Sure enough, the drive contained my father’s home movies, converted to three and a half hours’ worth of digital files, faded with age and devoid of sound (yes, home movies were silent when I was a boy) but enthralling all the same. Each scene was as familiar to me as the face I see in the bathroom mirror—yet strange, too, even more so than when I’d last watched my father’s movies a quarter-century ago.
The difference is easily explained: my parents are dead now. So is everyone in my father’s family. So are my mother’s parents, and all but one of her siblings. And so, of course, is the simpler, less knowing world of my youth that is enshrined in those faded movies, the self-confident age of Eisenhower and Kennedy, of three TV networks and tuna casserole with crumbled potato chips on top, of films and newspapers and Books of the Month that everyone saw, read, and believed. It lives only in memory, and on the screen of my MacBook.
Memories are especially important at this time of year, to me and, I suspect, to most people who have put youth behind them. “‘I miss.’ That sums up Christmas for me.” So said a thirty-nine-year-old friend of mine the other day, and I knew what she meant. How could I not? I miss my mother and father. I miss my aunts and uncles. I miss the old wooden swing on the porch of my grandmother’s house. I miss the Christmas presents and sliding boards and carefree vacations that my father loved to film. I miss the shadowless summer afternoons (“Summer afternoon—summer afternoon; to me those have always been the two most beautiful words in the English language,” Henry James once said to Edith Wharton) when there was nothing to worry about, when my parents did the worrying behind my back and let me assume that all was right with the world.
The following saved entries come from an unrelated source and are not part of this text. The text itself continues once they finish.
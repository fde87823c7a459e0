//! Server initialization and routing
//!
//! This module handles the Axum server setup including:
//! - Router configuration with all API endpoints
//! - Middleware stack (auth, logging, error formatting, compression, etc.)
//! - Graceful shutdown handling

use crate::config::ServerConfig;
use crate::error::ServerError;
use crate::middleware::{api_key_auth, log_requests, render_errors, request_id};
use crate::routes::{api_info, health, not_found, products};
use crate::state::ServerState;
use axum::error_handling::HandleErrorLayer;
use axum::extract::DefaultBodyLimit;
use axum::middleware::{from_fn, from_fn_with_state};
use axum::routing::get;
use axum::{BoxError, Router};
use std::net::SocketAddr;
use std::sync::Arc;
use tower::timeout::error::Elapsed;
use tower::timeout::TimeoutLayer;
use tower::ServiceBuilder;
use tower_http::compression::CompressionLayer;
use tower_http::cors::{Any, CorsLayer};
use tower_http::trace::TraceLayer;
use tracing_subscriber::EnvFilter;

/// Build the Axum router with all routes and middleware
///
/// Routes are divided into:
/// - Public routes: /, /health, /ready (no auth required)
/// - Protected routes: `{base_path}/products*` (API key required)
///
/// Middleware stack, outermost first:
/// 1. Tracing
/// 2. Request ID tracking
/// 3. Request logging
/// 4. CORS
/// 5. Compression
/// 6. Error formatting
/// 7. Timeout handling (elapsed requests become [`ServerError::Timeout`])
/// 8. Body size limit
/// 9. API key authentication (protected routes only)
///
/// Unknown paths and known paths hit with an unsupported method both answer
/// with the route-not-found body.
pub fn build_router(state: Arc<ServerState>) -> Router {
    let cors = if state.config.enable_cors {
        CorsLayer::new()
            .allow_origin(Any)
            .allow_methods(Any)
            .allow_headers(Any)
    } else {
        CorsLayer::new()
    };

    // Public routes (no auth required)
    let public_routes = Router::new()
        .route("/", get(api_info))
        .route("/health", get(health::health_check))
        .route("/ready", get(health::readiness_check));

    // Protected routes (require API key). `route_layer` keeps unknown paths
    // answering 404 instead of 401.
    let product_routes = Router::new()
        .route(
            "/products",
            get(products::list_products).post(products::create_product),
        )
        .route("/products/search", get(products::search_products))
        .route("/products/stats", get(products::product_stats))
        .route(
            "/products/{id}",
            get(products::get_product)
                .put(products::update_product)
                .delete(products::delete_product),
        )
        .route_layer(from_fn_with_state(state.clone(), api_key_auth));

    let base_path = state.config.base_path.clone();
    let protected_routes = if base_path.is_empty() {
        product_routes
    } else {
        Router::new().nest(&base_path, product_routes)
    };

    Router::new()
        .merge(public_routes)
        .merge(protected_routes)
        .fallback(not_found)
        .method_not_allowed_fallback(not_found)
        .layer(DefaultBodyLimit::max(state.config.max_body_size()))
        .layer(
            ServiceBuilder::new()
                .layer(HandleErrorLayer::new(handle_layer_error))
                .layer(TimeoutLayer::new(state.config.timeout())),
        )
        .layer(from_fn(render_errors))
        .layer(CompressionLayer::new())
        .layer(cors)
        .layer(from_fn(log_requests))
        .layer(from_fn(request_id))
        .layer(TraceLayer::new_for_http())
        .with_state(state)
}

/// Turns failures raised by fallible tower layers into [`ServerError`]s so
/// they reach `render_errors` like handler errors do.
async fn handle_layer_error(err: BoxError) -> ServerError {
    if err.is::<Elapsed>() {
        ServerError::Timeout
    } else {
        ServerError::Internal(format!("Unhandled middleware error: {err}"))
    }
}

/// Install the JSON tracing subscriber. `RUST_LOG` wins over `log_level`.
fn init_tracing(config: &ServerConfig) {
    let filter =
        EnvFilter::try_from_default_env().unwrap_or_else(|_| EnvFilter::new(&config.log_level));

    let installed = tracing_subscriber::fmt()
        .with_env_filter(filter)
        .with_target(false)
        .with_thread_ids(true)
        .with_thread_names(true)
        .json()
        .try_init();

    if installed.is_err() {
        tracing::debug!("Tracing subscriber already installed");
    }
}

/// Start the catalog HTTP server
///
/// Initializes logging, builds the shared state (seeding the catalog when
/// configured), binds to the configured address and serves until SIGTERM or
/// Ctrl+C.
///
/// # Example
///
/// ```rust,no_run
/// use server::ServerConfig;
///
/// #[tokio::main]
/// async fn main() -> anyhow::Result<()> {
///     let config = ServerConfig::load()?;
///     server::start_server(config).await?;
///     Ok(())
/// }
/// ```
pub async fn start_server(config: ServerConfig) -> anyhow::Result<()> {
    init_tracing(&config);
    for warning in &config.startup_warnings {
        tracing::warn!("{warning}");
    }

    let state = Arc::new(ServerState::new(config.clone())?);
    let product_count = state.catalog.len()?;

    let app = build_router(state);
    let addr: SocketAddr = config.socket_addr()?;

    tracing::info!(
        "Starting catalog server on {} ({:?}) with {} products",
        addr,
        config.environment,
        product_count
    );
    tracing::info!(
        "Base path: '{}', Timeout: {}s, Max body: {}KB, CORS: {}",
        config.base_path,
        config.timeout_secs,
        config.max_body_size_kb,
        config.enable_cors
    );

    let listener = tokio::net::TcpListener::bind(addr).await?;
    axum::serve(
        listener,
        app.into_make_service_with_connect_info::<SocketAddr>(),
    )
    .with_graceful_shutdown(shutdown_signal())
    .await?;

    tracing::info!("Server shutdown complete");
    Ok(())
}

/// Shutdown signal handler
async fn shutdown_signal() {
    use tokio::signal;

    let ctrl_c = async {
        if let Err(err) = signal::ctrl_c().await {
            tracing::error!("Failed to install Ctrl+C handler: {err}");
            std::future::pending::<()>().await;
        }
    };

    #[cfg(unix)]
    let terminate = async {
        match signal::unix::signal(signal::unix::SignalKind::terminate()) {
            Ok(mut stream) => {
                stream.recv().await;
            }
            Err(err) => {
                tracing::error!("Failed to install SIGTERM handler: {err}");
                std::future::pending::<()>().await;
            }
        }
    };

    #[cfg(not(unix))]
    let terminate = std::future::pending::<()>();

    tokio::select! {
        _ = ctrl_c => tracing::info!("Received Ctrl+C, shutting down..."),
        _ = terminate => tracing::info!("Received SIGTERM, shutting down..."),
    }
}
For a long time I returned each Christmas to Smalltown, U.S.A. I slept in my old bedroom, ate my mother’s cooking, and pretended, even after my father died, that nothing had changed, even though I knew perfectly well that everything had changed. But my mother was growing steadily older and more frail, and by the time of my last Christmas visit, she was tired of life and sick unto death.
That was five Christmases ago. Since then, December has been for me what Dave Frishberg called “the difficult season” in a song that now speaks to me as it has always spoken for those whose childhoods were, unlike mine, dark and troubled: The tinsel, the reindeer, the chimney, the sleigh/Are the innocent dreams of an innocent day/We hark to the carols meek and mild/Awaking the memories of yesterday’s child. Fortunately, my father captured some of those innocent dreams on film, and thanks to David, I can watch them flicker once again to fleeting life.
To have had a happy childhood is the greatest of gifts, a permanent source of comfort and inspiration. I need no home movies to drink from that self-renewing source, but I’m still lucky to have them—and to have a brother to whom they mean as much as they do to me.